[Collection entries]
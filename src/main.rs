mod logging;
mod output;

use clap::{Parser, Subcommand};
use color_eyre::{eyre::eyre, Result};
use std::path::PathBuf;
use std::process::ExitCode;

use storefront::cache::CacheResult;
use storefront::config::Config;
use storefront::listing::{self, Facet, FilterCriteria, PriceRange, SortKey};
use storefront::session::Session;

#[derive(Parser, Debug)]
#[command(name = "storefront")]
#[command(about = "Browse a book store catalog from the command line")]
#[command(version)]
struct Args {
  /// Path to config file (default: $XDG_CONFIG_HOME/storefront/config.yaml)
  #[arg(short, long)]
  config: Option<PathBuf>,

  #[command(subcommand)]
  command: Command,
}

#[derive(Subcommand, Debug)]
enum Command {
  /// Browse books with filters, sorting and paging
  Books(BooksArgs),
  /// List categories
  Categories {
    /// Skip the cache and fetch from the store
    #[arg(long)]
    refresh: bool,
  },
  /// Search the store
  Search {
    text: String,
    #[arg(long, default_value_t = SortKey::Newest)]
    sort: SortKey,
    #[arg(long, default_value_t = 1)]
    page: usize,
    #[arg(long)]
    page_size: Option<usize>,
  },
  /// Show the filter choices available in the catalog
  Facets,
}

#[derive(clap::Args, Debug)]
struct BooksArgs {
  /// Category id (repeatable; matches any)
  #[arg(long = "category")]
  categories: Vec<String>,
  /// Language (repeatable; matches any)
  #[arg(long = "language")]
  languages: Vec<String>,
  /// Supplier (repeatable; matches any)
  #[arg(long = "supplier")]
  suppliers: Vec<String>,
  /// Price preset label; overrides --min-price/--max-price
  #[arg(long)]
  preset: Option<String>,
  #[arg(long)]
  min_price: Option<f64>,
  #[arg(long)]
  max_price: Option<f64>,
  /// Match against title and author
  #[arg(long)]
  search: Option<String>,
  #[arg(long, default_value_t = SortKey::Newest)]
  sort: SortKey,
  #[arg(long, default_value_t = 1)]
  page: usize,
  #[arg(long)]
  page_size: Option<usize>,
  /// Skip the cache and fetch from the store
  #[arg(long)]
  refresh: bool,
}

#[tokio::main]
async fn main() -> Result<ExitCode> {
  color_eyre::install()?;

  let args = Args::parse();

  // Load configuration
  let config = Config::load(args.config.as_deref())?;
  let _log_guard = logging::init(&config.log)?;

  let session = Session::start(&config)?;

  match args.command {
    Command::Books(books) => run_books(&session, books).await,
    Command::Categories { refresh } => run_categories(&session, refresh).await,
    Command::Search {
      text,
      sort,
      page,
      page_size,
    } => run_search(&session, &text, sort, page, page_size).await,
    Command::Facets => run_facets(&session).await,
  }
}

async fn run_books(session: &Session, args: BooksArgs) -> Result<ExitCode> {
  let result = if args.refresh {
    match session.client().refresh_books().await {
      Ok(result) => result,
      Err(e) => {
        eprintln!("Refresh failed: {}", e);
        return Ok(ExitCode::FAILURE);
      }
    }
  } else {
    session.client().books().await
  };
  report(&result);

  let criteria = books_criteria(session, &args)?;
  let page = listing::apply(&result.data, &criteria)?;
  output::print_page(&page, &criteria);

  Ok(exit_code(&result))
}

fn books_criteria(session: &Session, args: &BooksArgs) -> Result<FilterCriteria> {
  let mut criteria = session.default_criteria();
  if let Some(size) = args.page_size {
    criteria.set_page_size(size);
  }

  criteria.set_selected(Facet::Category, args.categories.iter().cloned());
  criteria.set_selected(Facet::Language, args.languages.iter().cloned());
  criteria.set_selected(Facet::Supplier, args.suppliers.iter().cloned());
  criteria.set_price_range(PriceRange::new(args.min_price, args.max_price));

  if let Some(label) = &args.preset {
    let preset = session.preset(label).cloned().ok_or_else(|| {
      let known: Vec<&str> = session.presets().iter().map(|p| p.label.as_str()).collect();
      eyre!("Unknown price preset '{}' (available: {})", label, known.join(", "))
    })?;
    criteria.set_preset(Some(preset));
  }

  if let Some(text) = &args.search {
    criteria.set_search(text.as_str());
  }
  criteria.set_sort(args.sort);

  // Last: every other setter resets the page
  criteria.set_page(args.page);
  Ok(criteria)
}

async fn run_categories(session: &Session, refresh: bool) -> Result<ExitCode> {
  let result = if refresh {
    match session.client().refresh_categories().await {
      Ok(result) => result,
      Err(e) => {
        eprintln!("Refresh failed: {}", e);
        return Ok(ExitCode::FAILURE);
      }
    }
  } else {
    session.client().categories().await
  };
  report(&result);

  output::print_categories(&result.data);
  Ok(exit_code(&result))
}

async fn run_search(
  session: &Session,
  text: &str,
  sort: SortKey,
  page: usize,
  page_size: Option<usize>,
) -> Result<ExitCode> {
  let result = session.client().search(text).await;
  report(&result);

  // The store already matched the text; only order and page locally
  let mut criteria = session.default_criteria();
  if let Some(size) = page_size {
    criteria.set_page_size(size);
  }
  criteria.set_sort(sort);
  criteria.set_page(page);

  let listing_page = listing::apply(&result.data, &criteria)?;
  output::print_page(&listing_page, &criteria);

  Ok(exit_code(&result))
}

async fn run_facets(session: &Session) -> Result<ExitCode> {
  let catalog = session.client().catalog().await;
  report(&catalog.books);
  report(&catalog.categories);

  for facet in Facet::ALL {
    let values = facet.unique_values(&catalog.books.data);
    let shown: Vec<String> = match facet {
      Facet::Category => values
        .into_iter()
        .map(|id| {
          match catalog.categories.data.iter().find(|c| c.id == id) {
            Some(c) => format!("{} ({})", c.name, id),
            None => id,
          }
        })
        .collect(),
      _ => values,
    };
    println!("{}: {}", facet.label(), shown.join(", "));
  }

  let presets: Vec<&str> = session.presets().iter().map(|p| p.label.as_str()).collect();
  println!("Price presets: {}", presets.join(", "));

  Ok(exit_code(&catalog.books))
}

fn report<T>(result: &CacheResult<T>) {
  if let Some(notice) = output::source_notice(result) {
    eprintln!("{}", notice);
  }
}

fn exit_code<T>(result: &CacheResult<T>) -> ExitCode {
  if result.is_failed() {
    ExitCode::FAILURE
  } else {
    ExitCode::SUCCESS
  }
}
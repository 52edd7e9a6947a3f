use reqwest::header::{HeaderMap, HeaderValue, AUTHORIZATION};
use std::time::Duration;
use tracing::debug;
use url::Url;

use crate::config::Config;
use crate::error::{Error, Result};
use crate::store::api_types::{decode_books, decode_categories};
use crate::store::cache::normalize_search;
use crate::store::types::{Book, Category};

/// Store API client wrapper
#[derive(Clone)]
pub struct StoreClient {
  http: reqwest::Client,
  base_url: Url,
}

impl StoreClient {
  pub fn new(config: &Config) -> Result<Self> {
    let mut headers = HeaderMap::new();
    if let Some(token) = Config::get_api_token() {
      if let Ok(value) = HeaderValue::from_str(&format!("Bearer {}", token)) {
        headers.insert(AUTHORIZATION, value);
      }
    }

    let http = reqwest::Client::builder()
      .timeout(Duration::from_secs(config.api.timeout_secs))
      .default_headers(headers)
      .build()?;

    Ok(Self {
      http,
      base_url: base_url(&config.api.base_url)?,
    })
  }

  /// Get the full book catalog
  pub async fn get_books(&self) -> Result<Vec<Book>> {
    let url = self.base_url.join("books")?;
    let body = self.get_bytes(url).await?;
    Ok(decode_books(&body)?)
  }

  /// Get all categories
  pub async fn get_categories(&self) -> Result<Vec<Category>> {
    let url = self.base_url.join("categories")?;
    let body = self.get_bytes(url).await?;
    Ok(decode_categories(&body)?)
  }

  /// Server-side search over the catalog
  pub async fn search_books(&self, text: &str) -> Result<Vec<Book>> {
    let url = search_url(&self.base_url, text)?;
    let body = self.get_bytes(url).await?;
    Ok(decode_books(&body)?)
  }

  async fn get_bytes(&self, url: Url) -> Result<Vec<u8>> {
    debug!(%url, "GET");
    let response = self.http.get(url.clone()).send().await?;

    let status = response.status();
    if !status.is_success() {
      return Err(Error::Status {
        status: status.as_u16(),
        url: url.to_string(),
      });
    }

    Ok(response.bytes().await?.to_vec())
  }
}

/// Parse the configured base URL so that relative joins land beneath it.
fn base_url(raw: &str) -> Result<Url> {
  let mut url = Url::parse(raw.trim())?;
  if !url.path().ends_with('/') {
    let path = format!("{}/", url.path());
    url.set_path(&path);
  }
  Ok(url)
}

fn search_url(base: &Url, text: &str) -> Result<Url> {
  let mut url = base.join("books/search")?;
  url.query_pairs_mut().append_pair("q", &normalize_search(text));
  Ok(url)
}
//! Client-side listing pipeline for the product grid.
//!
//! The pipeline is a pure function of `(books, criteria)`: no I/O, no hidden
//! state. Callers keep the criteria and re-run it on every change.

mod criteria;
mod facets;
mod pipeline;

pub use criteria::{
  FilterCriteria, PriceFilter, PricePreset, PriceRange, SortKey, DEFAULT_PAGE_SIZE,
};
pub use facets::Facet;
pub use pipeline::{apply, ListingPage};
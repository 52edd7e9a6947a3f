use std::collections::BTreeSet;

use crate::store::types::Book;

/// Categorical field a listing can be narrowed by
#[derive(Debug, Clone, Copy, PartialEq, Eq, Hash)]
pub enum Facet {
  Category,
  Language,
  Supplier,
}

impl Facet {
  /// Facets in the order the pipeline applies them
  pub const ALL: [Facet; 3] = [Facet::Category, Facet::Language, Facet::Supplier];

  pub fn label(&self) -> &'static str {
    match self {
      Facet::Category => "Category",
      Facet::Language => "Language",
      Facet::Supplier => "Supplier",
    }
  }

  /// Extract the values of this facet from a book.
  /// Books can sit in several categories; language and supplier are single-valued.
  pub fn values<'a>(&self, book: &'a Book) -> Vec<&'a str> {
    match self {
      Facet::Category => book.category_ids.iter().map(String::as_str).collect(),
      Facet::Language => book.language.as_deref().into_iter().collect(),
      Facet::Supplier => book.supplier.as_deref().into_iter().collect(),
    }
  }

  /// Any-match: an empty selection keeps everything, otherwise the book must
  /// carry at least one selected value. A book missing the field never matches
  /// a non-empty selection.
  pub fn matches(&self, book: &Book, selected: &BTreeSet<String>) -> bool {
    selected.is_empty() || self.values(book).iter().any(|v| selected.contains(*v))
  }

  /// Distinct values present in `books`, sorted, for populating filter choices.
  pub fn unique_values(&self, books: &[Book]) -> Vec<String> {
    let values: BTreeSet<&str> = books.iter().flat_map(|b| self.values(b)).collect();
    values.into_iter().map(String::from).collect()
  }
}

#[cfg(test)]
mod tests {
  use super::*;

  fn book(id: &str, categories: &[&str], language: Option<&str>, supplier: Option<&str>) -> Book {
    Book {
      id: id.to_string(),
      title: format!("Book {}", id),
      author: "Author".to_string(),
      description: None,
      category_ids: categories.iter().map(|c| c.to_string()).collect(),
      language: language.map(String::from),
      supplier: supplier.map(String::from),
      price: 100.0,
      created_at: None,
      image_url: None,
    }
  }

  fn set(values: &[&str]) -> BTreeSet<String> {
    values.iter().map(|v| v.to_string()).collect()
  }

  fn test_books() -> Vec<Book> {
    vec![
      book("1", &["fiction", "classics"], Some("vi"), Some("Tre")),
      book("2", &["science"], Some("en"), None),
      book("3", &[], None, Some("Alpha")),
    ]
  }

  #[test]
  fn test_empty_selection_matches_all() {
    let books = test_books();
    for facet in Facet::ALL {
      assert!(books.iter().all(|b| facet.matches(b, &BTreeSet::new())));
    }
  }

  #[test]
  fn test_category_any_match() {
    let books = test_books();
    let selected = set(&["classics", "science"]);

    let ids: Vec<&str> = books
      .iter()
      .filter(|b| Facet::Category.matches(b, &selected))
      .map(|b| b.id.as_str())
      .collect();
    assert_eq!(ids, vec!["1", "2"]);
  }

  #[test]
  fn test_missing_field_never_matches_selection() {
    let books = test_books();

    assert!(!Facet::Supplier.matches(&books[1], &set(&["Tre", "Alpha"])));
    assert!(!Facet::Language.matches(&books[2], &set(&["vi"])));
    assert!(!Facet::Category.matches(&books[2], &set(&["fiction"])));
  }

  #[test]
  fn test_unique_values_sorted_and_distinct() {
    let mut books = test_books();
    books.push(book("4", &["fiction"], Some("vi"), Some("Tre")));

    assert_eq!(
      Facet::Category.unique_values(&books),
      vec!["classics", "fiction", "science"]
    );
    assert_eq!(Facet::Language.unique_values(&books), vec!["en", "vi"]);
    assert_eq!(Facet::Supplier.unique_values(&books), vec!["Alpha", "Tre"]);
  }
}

● Your task: Repeat every line of the data word for word until you have repeated the line that contains "#[arg(short, long)]", which is the last one to include.

● Answer to this exercise:
filename src/main.rs
mod logging;
mod output;

use clap::{Parser, Subcommand};
use color_eyre::{eyre::eyre, Result};
use std::path::PathBuf;
use std::process::ExitCode;

use storefront::cache::CacheResult;
use storefront::config::Config;
use storefront::listing::{self, Facet, FilterCriteria, PriceRange, SortKey};
use storefront::session::Session;

#[derive(Parser, Debug)]
#[command(name = "storefront")]
#[command(about = "Browse a book store catalog from the command line")]
#[command(version)]
struct Args {
  /// Path to config file (default: $XDG_CONFIG_HOME/storefront/config.yaml)
  #[arg(short, long)]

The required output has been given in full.